I visited my 95-year old grandmother recently. She lives over 300 miles from me, so I don’t get to see her as often as I’d like. As we sat catching up, she mentioned that she had been having more and more thoughts about times earlier in life when, in her words, she did things that “were not very nice”. The example she gave me was when, as a frustrated young mother, she spanked my father out of anger during potty training that wasn’t going too smoothly. Recalling the memory brought her to tears.

Knowing my father was coming to stay with her in a few days, I suggested she apologize to him for it so that she can get it off her chest and give him the opportunity to forgive her. Perhaps it will allow her to let the bad memory and associated guilt go. She seemed to like the idea. But the more I think about our conversation, I’m wondering how someone can let go of guilt when the person they feel they’ve hurt is no longer here to apologize to?

The finality of death is a difficult reality to come to terms with, and it often comes suddenly and without warning. Many times there are no opportunities to even say our goodbyes, much less give us the chance to heal all our old wounds with that person.

Sometimes we lose someone we love (or once loved) who we’ve had a difficult relationship with – or are even estranged from – and we are left with the guilt that we didn’t do enough to “fix” the relationship when we had a chance. Guilt may be intermixed with anger, especially if we felt we were the ones who need an apology from them – which we’ll never receive.

Even if we lose someone we had a wonderful relationship with, the pain from losing them is bound to bring up some level of guilt that our relationship was not “perfect” and we didn’t do or say everything we should have. After all, hindsight is 20/20.

In my case, the guilt is that I didn’t do enough to prevent my four-year-old daughter’s drowning death. I have apologized to her more times than I can count. But without her here to say the words, “I forgive you Mama,” the apology never seems to be enough; at least not enough to let go of the lingering guilt and shame.

So what do we do? Do we just live with the guilt for the rest of our lives? Do we just accept it as something we can’t change, much like the pain of grief that never fully goes away? Or do we try to shift our thinking and change who it is we are apologizing to? Can we instead apologize to someone who is actually here to say, “I forgive you”?

The fact is, even if the person we lost were still here to accept our apology, we still need to forgive ourselves for the feelings of guilt to go away. In the case of my grandmother, even if my father accepts the apology – which, of course, he did – she will still need to forgive herself for a mistake she made almost 70 years ago in order to let the painful feeling go. The hope is that forgiveness from my dad will give her a sense of permission to forgive herself.

So rather than asking for forgiveness from the person we’ve lost – who we’ll never get a response from – perhaps we should be asking ourselves for forgiveness instead.

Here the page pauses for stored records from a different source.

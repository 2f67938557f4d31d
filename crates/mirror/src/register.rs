use crate::error::{ErrorKind, Result};
use crate::mirror::Mirror;
use cdnget_model::UpstreamService;
use exn::ResultExt;
use tracing::instrument;

#[derive(Debug, Clone, Copy, PartialEq, Eq)]
pub enum Registration {
    Created,
    /// Priority or description changed.
    Updated,
    Unchanged,
}

#[derive(Debug, Clone)]
pub struct Registered {
    /// The stored service, whose id keys everything mirrored for it.
    pub service: UpstreamService,
    pub registration: Registration,
}

impl Mirror {
    /// Make the stored services match their configuration.
    ///
    /// Missing services are created. Existing ones (matched by name) only
    /// take the configured priority and description: the directory name is
    /// fixed once content may have been written under it. Any failure is
    /// fatal, before reconciliation starts.
    #[instrument(skip_all)]
    pub async fn register_services(
        &self,
        services: impl IntoIterator<Item = UpstreamService>,
    ) -> Result<Vec<Registered>> {
        let mut registered = Vec::new();
        for configured in services {
            let name = configured.name.clone();
            let stored = self.repo.get_service_by_name(&name).await.or_raise(|| ErrorKind::Cache)?;
            let (service, registration) = match stored {
                None => {
                    self.repo.create_service(&configured).await.or_raise(|| ErrorKind::Registration(name.clone()))?;
                    (configured, Registration::Created)
                },
                Some(mut stored) => {
                    if !stored.dir_name.eq_ignore_ascii_case(&configured.dir_name) {
                        tracing::warn!(
                            service = %stored.name,
                            stored = %stored.dir_name,
                            configured = %configured.dir_name,
                            "directory name cannot change; keeping the stored one"
                        );
                    }
                    if stored.update(configured.priority, &configured.description) {
                        self.repo.update_service(&stored).await.or_raise(|| ErrorKind::Registration(name.clone()))?;
                        (stored, Registration::Updated)
                    } else {
                        (stored, Registration::Unchanged)
                    }
                },
            };
            tracing::debug!(service = %service.name, ?registration, "registered service");
            registered.push(Registered { service, registration });
        }
        Ok(registered)
    }
}

#[cfg(test)]
mod tests {
    use super::*;
    use crate::mirror::fixtures::harness;

    fn cdnjs(priority: u16) -> UpstreamService {
        UpstreamService::new("cdnjs", "cdnjs").unwrap().with_priority(priority).with_description("cdnjs.com")
    }

    #[tokio::test]
    async fn test_register_create_update_unchanged() {
        let h = harness().await;
        let created = h.mirror.register_services([cdnjs(1)]).await.unwrap();
        assert_eq!(created[0].registration, Registration::Created);

        let updated = h.mirror.register_services([cdnjs(5)]).await.unwrap();
        assert_eq!(updated[0].registration, Registration::Updated);
        // Existing rows keep their id.
        assert_eq!(updated[0].service.id, created[0].service.id);
        assert_eq!(h.store.get_service(created[0].service.id).await.unwrap().unwrap().priority, 5);

        let unchanged = h.mirror.register_services([cdnjs(5)]).await.unwrap();
        assert_eq!(unchanged[0].registration, Registration::Unchanged);
    }

    #[tokio::test]
    async fn test_dir_name_is_kept() {
        let h = harness().await;
        h.mirror.register_services([cdnjs(1)]).await.unwrap();
        let moved = UpstreamService::new("cdnjs", "elsewhere").unwrap().with_priority(1).with_description("cdnjs.com");
        let registered = h.mirror.register_services([moved]).await.unwrap();
        assert_eq!(registered[0].service.dir_name, "cdnjs");
        assert_eq!(registered[0].registration, Registration::Unchanged);
    }

    #[tokio::test]
    async fn test_conflicting_dir_name_is_fatal() {
        let h = harness().await;
        h.mirror.register_services([cdnjs(1)]).await.unwrap();
        let clash = UpstreamService::new("cdnjs-mirror", "CDNJS").unwrap();
        let err = h.mirror.register_services([clash]).await.unwrap_err();
        assert!(matches!(&*err, ErrorKind::Registration(name) if name == "cdnjs-mirror"));
    }
}
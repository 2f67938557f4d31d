//! Reconciliation engine for the cdnget mirror.
//!
//! A [`Mirror`] keeps each registered upstream service's copy of a library in
//! step with what that service lists:
//! - [`Mirror::reconcile`] and [`Mirror::reconcile_library`] add new versions
//!   and record changed artifacts;
//! - [`Mirror::remove`] retires versions on explicit request;
//! - [`Mirror::reload`] retrieves known versions again;
//! - [`Mirror::register_services`] syncs the stored services with their
//!   configuration.
//!
//! Every outcome is written to the audit logs through the
//! [`Repository`](cdnget_cache::Repository), and summarized in a report.

pub mod error;
mod filter;
mod mirror;
mod plan;
mod reconcile;
mod register;
mod reload;
mod remove;
mod report;
mod source;

pub use crate::filter::VersionFilter;
pub use crate::mirror::{DEFAULT_CONCURRENCY, Mirror};
pub use crate::plan::{Decision, Plan, Rejected, plan};
pub use crate::reconcile::MirrorEvent;
pub use crate::register::{Registered, Registration};
pub use crate::report::{Failure, LibraryReport, RemovalReport, Removed, ServiceReport};
pub use crate::source::MirrorSource;
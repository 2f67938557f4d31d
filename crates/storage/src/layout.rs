//! Deterministic on-disk layout of mirrored content.

use crate::error::{ErrorKind, Result};
use crate::path::validate;
use crate::segment::PathSegment;
use std::path::PathBuf;

/// Where the bytes of one mirrored version live, relative to the content root:
/// `<dir_name>/<library segments>/<version>/<file name>`.
///
/// - `dir_name` is the service's reserved directory and must be one segment.
/// - `library` may span several segments (`@angular/core`).
/// - `version` should be the canonical version form, so equal versions share
///   a directory.
/// - the file name is the last segment of `locator`, ignoring any URL query
///   or fragment.
///
/// # Examples
///
/// ```
/// use std::path::Path;
/// use cdnget_storage::content_path;
///
/// let path = content_path(
///     "cdnjs",
///     "lodash.js",
///     "4.17.21",
///     "https://cdnjs.cloudflare.com/ajax/libs/lodash.js/4.17.21/lodash.min.js?v=1",
/// )
/// .unwrap();
/// assert_eq!(path, Path::new("cdnjs/lodash.js/4.17.21/lodash.min.js"));
/// ```
pub fn content_path(dir_name: &str, library: &str, version: &str, locator: &str) -> Result<PathBuf> {
    let mut segments = vec![PathSegment::empty_root(), PathSegment::named(dir_name)?];
    let library = PathSegment::split(library)?;
    if library.is_empty() {
        exn::bail!(ErrorKind::InvalidSegment(String::new()));
    }
    segments.extend(library);
    segments.push(PathSegment::named(version)?);
    segments.push(file_name(locator)?);
    validate(PathSegment::join(&segments))
}

fn file_name(locator: &str) -> Result<PathSegment> {
    let without_query = locator.split(['?', '#']).next().unwrap_or_default();
    match PathSegment::split(without_query)?.pop() {
        Some(last) => PathSegment::named(last.name()),
        None => exn::bail!(ErrorKind::InvalidSegment(locator.to_string())),
    }
}
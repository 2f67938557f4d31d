//! Upstream services as seen by the mirror.
//!
//! An [`Upstream`] pairs a [`ListingProvider`], which reports the versions a
//! service publishes for a library, with a [`ContentRetriever`], which
//! streams the bytes behind a version's locator. Transport and
//! authentication for any particular service live behind those two traits.

pub mod error;
mod listing;
mod manifest;
#[cfg(any(test, feature = "mock"))]
mod mock;
mod retrieve;
mod upstream;

pub use crate::listing::{EntryStream, ListingEntry, ListingProvider};
pub use crate::manifest::{ManifestLibrary, ManifestListing, ManifestVersion};
#[cfg(any(test, feature = "mock"))]
pub use crate::mock::{MockFailure, MockUpstream};
pub use crate::retrieve::{ContentRetriever, ContentStream, StorageRetriever};
pub use crate::upstream::Upstream;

In my case, I need to come to terms with the fact that I am only human and make mistakes. Whether or not different choices or actions would have somehow kept my daughter alive…I’ll never know. I need to accept that my mistakes do not define me. Instead, I can use them as an opportunity to learn better decision-making skills and responses moving forward.

I am a work-in-progress, and will be for the rest of my life. Rather than asking my daughter for forgiveness, I need to ask it of myself. Will it be easy? No. But it will be the only way I will ever have a chance at letting go of my guilt and the shame associated with it.

My hope for my grandmother, myself, and everyone else who suffers the painful burden of guilt is that somehow we will find the strength to forgive our past mistakes and focus instead on how we can use the knowledge we’ve learned the hard way to make the best of the present.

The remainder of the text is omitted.